BEGIN Data to use

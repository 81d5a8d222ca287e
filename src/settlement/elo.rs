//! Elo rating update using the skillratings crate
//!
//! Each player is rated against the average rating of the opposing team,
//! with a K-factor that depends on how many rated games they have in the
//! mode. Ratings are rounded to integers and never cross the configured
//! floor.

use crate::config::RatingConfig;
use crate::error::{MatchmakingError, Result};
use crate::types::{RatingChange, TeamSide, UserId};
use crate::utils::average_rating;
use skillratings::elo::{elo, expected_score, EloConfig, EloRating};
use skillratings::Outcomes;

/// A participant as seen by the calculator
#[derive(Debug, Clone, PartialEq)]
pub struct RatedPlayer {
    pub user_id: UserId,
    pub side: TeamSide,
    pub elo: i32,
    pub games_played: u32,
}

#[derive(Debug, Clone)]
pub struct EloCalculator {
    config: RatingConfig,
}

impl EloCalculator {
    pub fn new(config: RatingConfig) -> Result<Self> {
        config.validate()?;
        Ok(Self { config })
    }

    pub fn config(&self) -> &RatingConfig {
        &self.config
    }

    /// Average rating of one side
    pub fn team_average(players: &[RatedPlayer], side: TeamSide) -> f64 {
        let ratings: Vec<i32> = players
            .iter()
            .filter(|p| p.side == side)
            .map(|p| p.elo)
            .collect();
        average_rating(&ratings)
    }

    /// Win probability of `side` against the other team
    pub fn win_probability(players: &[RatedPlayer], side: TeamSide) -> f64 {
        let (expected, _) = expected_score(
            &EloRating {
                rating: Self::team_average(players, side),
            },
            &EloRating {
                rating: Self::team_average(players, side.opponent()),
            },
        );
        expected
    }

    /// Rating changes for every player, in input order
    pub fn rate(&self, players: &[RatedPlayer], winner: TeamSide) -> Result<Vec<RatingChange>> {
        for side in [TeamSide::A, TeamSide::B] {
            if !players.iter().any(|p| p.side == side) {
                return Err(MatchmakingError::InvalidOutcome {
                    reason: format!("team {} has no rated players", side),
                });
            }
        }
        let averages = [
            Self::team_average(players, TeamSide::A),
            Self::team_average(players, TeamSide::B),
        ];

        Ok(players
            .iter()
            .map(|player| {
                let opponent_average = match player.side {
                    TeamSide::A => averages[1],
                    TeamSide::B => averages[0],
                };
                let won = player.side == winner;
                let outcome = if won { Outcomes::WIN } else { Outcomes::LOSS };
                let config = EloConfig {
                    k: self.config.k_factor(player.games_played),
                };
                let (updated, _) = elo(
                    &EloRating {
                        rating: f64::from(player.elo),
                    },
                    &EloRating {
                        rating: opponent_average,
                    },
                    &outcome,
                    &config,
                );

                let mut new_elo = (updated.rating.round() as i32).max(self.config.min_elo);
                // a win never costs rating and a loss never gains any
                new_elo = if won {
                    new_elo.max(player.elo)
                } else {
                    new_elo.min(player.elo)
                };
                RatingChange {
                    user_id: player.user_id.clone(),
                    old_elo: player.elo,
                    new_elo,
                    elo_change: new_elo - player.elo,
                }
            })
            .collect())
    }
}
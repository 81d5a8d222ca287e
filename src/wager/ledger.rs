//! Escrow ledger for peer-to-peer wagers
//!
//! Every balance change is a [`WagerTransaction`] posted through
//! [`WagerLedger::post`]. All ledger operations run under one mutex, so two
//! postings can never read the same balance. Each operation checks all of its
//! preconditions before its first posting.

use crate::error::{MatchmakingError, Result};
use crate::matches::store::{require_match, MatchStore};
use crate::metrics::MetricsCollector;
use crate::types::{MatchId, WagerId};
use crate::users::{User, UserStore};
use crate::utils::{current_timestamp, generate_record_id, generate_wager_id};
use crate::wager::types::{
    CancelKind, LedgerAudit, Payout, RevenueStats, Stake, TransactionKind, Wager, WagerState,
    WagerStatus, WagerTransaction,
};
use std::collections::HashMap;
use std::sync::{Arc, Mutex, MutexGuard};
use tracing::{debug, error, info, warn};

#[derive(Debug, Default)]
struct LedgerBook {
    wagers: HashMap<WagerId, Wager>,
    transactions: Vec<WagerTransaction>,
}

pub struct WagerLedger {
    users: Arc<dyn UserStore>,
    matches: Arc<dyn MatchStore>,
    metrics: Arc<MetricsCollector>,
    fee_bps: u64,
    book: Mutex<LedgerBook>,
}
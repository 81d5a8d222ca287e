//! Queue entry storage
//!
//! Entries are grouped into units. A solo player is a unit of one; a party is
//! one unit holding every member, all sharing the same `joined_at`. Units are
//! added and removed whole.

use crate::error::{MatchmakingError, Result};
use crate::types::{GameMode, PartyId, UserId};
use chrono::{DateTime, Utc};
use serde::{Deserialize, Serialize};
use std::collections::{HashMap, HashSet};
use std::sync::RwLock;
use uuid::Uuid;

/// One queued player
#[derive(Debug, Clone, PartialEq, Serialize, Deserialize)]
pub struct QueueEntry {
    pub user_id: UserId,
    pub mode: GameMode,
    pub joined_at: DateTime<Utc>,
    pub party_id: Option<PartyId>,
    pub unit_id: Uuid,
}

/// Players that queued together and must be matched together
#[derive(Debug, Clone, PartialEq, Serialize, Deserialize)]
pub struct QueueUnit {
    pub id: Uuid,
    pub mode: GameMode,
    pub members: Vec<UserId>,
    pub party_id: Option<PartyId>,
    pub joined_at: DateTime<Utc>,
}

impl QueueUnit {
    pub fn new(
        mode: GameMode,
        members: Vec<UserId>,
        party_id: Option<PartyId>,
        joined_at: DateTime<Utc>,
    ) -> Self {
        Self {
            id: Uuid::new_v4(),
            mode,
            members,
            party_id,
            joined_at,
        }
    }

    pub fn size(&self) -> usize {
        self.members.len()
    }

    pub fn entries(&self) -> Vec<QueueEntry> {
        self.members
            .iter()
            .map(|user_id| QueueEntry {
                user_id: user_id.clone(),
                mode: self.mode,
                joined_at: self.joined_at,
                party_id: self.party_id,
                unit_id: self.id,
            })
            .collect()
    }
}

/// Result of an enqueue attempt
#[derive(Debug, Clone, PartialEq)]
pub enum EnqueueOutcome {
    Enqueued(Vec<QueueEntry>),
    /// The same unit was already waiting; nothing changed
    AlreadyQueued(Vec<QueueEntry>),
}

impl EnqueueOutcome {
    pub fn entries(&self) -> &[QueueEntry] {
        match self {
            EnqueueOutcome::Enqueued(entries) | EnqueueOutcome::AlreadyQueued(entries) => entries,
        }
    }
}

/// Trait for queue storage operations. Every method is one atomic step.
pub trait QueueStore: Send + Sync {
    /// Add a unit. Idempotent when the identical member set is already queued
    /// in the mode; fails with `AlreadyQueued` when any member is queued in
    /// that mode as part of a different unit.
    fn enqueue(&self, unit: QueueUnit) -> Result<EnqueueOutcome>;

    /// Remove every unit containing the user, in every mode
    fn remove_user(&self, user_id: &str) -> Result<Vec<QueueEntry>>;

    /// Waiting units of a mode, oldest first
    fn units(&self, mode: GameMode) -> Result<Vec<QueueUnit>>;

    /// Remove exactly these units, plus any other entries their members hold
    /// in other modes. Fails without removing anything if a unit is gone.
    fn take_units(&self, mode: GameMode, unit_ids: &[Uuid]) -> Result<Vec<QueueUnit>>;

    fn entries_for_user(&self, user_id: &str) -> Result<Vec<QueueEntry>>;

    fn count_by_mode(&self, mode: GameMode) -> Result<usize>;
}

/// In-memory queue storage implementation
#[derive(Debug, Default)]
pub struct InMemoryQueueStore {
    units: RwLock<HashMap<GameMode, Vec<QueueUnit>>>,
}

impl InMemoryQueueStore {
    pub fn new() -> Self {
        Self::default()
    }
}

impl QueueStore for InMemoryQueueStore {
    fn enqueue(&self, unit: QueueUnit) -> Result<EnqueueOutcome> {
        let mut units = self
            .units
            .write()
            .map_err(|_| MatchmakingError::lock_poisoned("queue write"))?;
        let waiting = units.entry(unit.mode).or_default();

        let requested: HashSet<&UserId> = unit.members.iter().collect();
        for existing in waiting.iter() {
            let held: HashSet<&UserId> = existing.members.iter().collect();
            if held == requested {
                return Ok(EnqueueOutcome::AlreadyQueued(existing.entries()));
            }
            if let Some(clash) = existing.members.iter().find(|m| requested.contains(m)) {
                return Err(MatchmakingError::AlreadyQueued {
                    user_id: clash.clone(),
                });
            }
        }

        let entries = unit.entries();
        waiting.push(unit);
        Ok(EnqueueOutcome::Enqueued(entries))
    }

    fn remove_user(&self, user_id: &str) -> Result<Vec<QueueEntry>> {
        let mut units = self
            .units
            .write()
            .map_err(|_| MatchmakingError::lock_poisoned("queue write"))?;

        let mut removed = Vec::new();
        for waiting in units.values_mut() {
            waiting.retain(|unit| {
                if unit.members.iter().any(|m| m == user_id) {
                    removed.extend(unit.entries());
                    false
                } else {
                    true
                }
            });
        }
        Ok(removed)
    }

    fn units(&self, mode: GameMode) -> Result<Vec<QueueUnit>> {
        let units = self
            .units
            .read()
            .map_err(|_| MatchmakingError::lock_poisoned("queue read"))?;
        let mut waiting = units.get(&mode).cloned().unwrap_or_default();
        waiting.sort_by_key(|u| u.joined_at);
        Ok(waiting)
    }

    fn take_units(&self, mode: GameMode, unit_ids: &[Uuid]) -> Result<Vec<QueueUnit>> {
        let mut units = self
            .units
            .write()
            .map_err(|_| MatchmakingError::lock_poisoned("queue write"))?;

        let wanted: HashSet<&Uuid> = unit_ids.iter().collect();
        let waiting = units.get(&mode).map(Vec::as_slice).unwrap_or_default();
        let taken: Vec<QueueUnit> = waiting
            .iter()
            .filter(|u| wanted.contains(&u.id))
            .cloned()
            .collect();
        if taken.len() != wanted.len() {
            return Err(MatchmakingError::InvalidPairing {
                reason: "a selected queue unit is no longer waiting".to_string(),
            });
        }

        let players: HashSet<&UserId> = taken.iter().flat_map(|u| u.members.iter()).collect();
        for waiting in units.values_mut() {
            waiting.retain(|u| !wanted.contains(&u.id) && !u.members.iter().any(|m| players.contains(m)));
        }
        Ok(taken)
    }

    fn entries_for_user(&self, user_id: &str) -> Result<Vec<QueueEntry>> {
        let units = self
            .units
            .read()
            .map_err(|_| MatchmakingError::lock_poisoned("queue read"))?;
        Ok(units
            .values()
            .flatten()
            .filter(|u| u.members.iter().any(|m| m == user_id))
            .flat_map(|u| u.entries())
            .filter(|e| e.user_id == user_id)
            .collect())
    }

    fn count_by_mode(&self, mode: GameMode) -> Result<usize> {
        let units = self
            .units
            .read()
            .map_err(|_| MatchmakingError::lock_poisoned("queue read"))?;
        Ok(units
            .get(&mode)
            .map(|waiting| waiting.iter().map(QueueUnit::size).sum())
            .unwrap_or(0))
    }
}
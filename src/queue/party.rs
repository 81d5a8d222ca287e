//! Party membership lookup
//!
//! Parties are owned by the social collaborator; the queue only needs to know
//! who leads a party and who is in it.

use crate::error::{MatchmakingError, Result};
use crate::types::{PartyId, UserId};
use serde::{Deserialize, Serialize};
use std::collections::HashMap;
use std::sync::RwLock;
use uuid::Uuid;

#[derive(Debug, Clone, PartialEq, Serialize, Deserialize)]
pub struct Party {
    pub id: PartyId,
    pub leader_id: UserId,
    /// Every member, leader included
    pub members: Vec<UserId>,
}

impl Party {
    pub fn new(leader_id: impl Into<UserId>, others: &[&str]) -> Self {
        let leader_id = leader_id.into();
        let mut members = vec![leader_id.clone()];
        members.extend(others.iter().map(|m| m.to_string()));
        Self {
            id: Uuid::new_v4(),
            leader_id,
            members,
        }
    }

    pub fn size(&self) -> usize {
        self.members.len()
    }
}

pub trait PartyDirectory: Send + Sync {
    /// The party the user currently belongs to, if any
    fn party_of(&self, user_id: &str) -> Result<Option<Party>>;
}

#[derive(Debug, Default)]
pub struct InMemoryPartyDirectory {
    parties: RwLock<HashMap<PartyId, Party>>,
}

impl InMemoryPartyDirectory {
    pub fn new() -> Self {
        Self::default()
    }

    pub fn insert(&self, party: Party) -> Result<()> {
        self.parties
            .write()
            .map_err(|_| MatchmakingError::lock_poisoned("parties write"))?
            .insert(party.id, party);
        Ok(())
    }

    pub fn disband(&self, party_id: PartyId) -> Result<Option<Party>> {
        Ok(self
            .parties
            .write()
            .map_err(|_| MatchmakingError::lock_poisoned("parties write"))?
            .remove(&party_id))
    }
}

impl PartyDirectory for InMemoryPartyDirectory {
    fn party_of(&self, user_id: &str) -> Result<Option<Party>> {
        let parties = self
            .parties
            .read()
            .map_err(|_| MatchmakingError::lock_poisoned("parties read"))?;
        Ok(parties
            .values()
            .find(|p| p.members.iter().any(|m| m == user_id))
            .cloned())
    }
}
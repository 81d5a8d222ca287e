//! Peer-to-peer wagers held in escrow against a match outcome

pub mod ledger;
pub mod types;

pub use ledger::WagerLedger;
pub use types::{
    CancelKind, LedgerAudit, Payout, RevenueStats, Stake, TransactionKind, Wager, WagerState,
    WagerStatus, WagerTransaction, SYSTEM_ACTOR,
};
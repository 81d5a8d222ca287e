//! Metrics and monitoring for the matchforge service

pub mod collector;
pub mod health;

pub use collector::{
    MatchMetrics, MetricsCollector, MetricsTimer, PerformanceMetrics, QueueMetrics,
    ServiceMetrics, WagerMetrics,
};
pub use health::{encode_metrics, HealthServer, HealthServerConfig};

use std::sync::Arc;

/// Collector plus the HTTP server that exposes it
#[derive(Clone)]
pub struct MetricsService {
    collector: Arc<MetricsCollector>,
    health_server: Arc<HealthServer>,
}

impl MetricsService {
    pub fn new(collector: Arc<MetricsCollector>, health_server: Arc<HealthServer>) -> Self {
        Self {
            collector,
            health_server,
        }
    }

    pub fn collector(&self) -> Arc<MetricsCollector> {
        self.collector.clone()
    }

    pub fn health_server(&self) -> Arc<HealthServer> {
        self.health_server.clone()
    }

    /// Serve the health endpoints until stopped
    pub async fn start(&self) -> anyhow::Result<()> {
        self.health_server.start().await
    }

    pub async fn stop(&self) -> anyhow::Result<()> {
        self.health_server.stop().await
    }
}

END Data to use

◆ **What is being asked**
All that is wanted is the stretch of lines above from the one containing "pub enum EnqueueOutcome" through the one containing "is queued in", duplicated exactly.

◆ **Task answer**
pub enum EnqueueOutcome {
    Enqueued(Vec<QueueEntry>),
    /// The same unit was already waiting; nothing changed
    AlreadyQueued(Vec<QueueEntry>),
}

impl EnqueueOutcome {
    pub fn entries(&self) -> &[QueueEntry] {
        match self {
            EnqueueOutcome::Enqueued(entries) | EnqueueOutcome::AlreadyQueued(entries) => entries,
        }
    }
}

/// Trait for queue storage operations. Every method is one atomic step.
pub trait QueueStore: Send + Sync {
    /// Add a unit. Idempotent when the identical member set is already queued
    /// in the mode; fails with `AlreadyQueued` when any member is queued in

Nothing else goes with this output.